Prima casa non finita: basta la residenza nel comune

Quando si acquista un immobile grazie alle agevolazioni prima casa, ma la casa non è ancora pronta, per non perdere i benefici è sufficiente trasferire la residenza entro il termine di legge di 18 mesi, nel Comune in cui l'immobile è ubicato e non necessariamente nell'abitazione acquistata. 

Questa precisazione viene dalla Suprema Corte di Cassazione con l'ordinanza 1588 del 23 gennaio 2018, in seguito al ricorso mosso da due coniugi che avevano acquistato un immobile con le agevolazioni prima casa, ma che non avevano trasferito la residenza entro i 18 mesi dall'acquisto. I coniugi sono ricorsi in CTR in quanto il ritardo era dovuto agli adempimenti necessari al rilascio dell'agibilità da parte del Comune all'impresa costruttrice lottizzante, rilevando l'imprevedibilità dell'evento impeditivo. 

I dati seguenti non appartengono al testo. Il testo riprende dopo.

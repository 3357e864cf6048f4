pub(crate) mod attempt;
pub(crate) mod migrate;
pub(crate) mod serve;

La suprema Corte ha accolto il ricorso dell'Agenzia delle Entrate, in base al quale la causa di forza maggiore idonea a giustificare il mancato trasferimento della residenza nel termine dei 18 mesi dall'acquisto, al fine di usufruire del bonus prima casa, deve consistere in un impedimento oggettivo, caratterizzato dalla non imputabilità, inevitabilità e imprevedibilità dell'evento. Di conseguenza il ritardo nei lavori di costruzione dell'immobile, non integra le caratteristiche della forza maggiore. 
Pertanto il mancato stabilimento nei termini di legge della residenza non comporta la decadenza dell'agevolazione, solo qualora tale evento sia dovuto a causa di forza maggiore sopravvenuta rispetto alla stipula dell'acquisto.

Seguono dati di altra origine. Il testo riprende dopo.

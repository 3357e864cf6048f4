//! TrackingStore reads for PgStorage.

use super::*;

use crate::traits::{TrackingStore, TrackingTx};
use async_trait::async_trait;

#[async_trait]
impl TrackingStore for PgStorage {
    async fn begin(&self) -> Result<Box<dyn TrackingTx>, StorageError> {
        let tx = self.pool.begin().await?;
        Ok(Box::new(PgTrackingTx::new(tx)))
    }

    async fn get_node(
        &self,
        cp_node_id: i64,
        user_id: i64,
    ) -> Result<Option<StoredNode>, StorageError> {
        let row = sqlx::query(&format!(
            "SELECT cmi_node_id, cp_node_id, user_id, c_timestamp, additional_tables, {}
             FROM cmi_node WHERE cp_node_id = $1 AND user_id = $2",
            node_columns()
        ))
        .bind(cp_node_id)
        .bind(user_id)
        .fetch_optional(&self.pool)
        .await?;
        row.map(|r| row_to_node(&r)).transpose()
    }

    async fn list_comments(&self, cmi_node_id: i64) -> Result<Vec<StoredComment>, StorageError> {
        let rows = sqlx::query(&format!(
            "SELECT {} FROM cmi_comment WHERE cmi_node_id = $1
             ORDER BY cmi_comment_id",
            *COMMENT_COLUMNS
        ))
        .bind(cmi_node_id)
        .fetch_all(&self.pool)
        .await?;
        rows.iter().map(row_to_comment).collect()
    }

    async fn list_interactions(
        &self,
        cmi_node_id: i64,
    ) -> Result<Vec<StoredInteraction>, StorageError> {
        let rows = sqlx::query(&format!(
            "SELECT {} FROM cmi_interaction WHERE cmi_node_id = $1
             ORDER BY cmi_interaction_id",
            *INTERACTION_COLUMNS
        ))
        .bind(cmi_node_id)
        .fetch_all(&self.pool)
        .await?;
        rows.iter().map(row_to_interaction).collect()
    }

    async fn list_objectives(&self, cmi_node_id: i64) -> Result<Vec<StoredObjective>, StorageError> {
        let rows = sqlx::query(&format!(
            "SELECT {} FROM cmi_objective WHERE cmi_node_id = $1
             ORDER BY cmi_objective_id",
            *OBJECTIVE_COLUMNS
        ))
        .bind(cmi_node_id)
        .fetch_all(&self.pool)
        .await?;
        rows.iter().map(row_to_objective).collect()
    }

    async fn list_correct_responses(
        &self,
        cmi_node_id: i64,
    ) -> Result<Vec<StoredCorrectResponse>, StorageError> {
        let rows = sqlx::query(
            "SELECT r.cmi_correct_resp_id, r.cmi_interaction_id, r.pattern
             FROM cmi_correct_response r
             JOIN cmi_interaction i ON i.cmi_interaction_id = r.cmi_interaction_id
             WHERE i.cmi_node_id = $1
             ORDER BY r.cmi_correct_resp_id",
        )
        .bind(cmi_node_id)
        .fetch_all(&self.pool)
        .await?;
        rows.iter().map(row_to_correct_response).collect()
    }

    async fn get_global_objective(
        &self,
        objective_id: &str,
        user_id: i64,
        scope_id: i64,
    ) -> Result<Option<GlobalObjective>, StorageError> {
        let row = sqlx::query(&format!(
            "SELECT {GOBJECTIVE_COLUMNS} FROM cmi_gobjective
             WHERE objective_id = $1 AND user_id = $2 AND scope_id = $3"
        ))
        .bind(objective_id)
        .bind(user_id)
        .bind(scope_id)
        .fetch_optional(&self.pool)
        .await?;
        row.map(|r| row_to_global_objective(&r)).transpose()
    }

    async fn count_global_objectives(
        &self,
        user_id: i64,
        scope_id: i64,
    ) -> Result<u64, StorageError> {
        let count: i64 = sqlx::query_scalar(
            "SELECT COUNT(*) FROM cmi_gobjective WHERE user_id = $1 AND scope_id = $2",
        )
        .bind(user_id)
        .bind(scope_id)
        .fetch_one(&self.pool)
        .await?;
        Ok(u64::try_from(count).unwrap_or(0))
    }
}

Nel caso di specie ha errato la CTR a riconoscere l'esimente della forza maggiore al ritardo nei lavori di costruzione e alle lungaggini burocratiche, non integrando queste situazioni le caratteristiche della forza maggiore. Negli stessi termini si è espressa la Cassazione, la quale ha statuito che il rilascio del certificato di agibilità non rileva ai fini dell'agevolazione Prima Casa, la cui normativa richiede come condizione per fruire dei benefici fiscali, il trasferimento della residenza nel Comune in cui è ubicato l'immobile e non che l'immobile acquistato venga adibito a propria abitazione.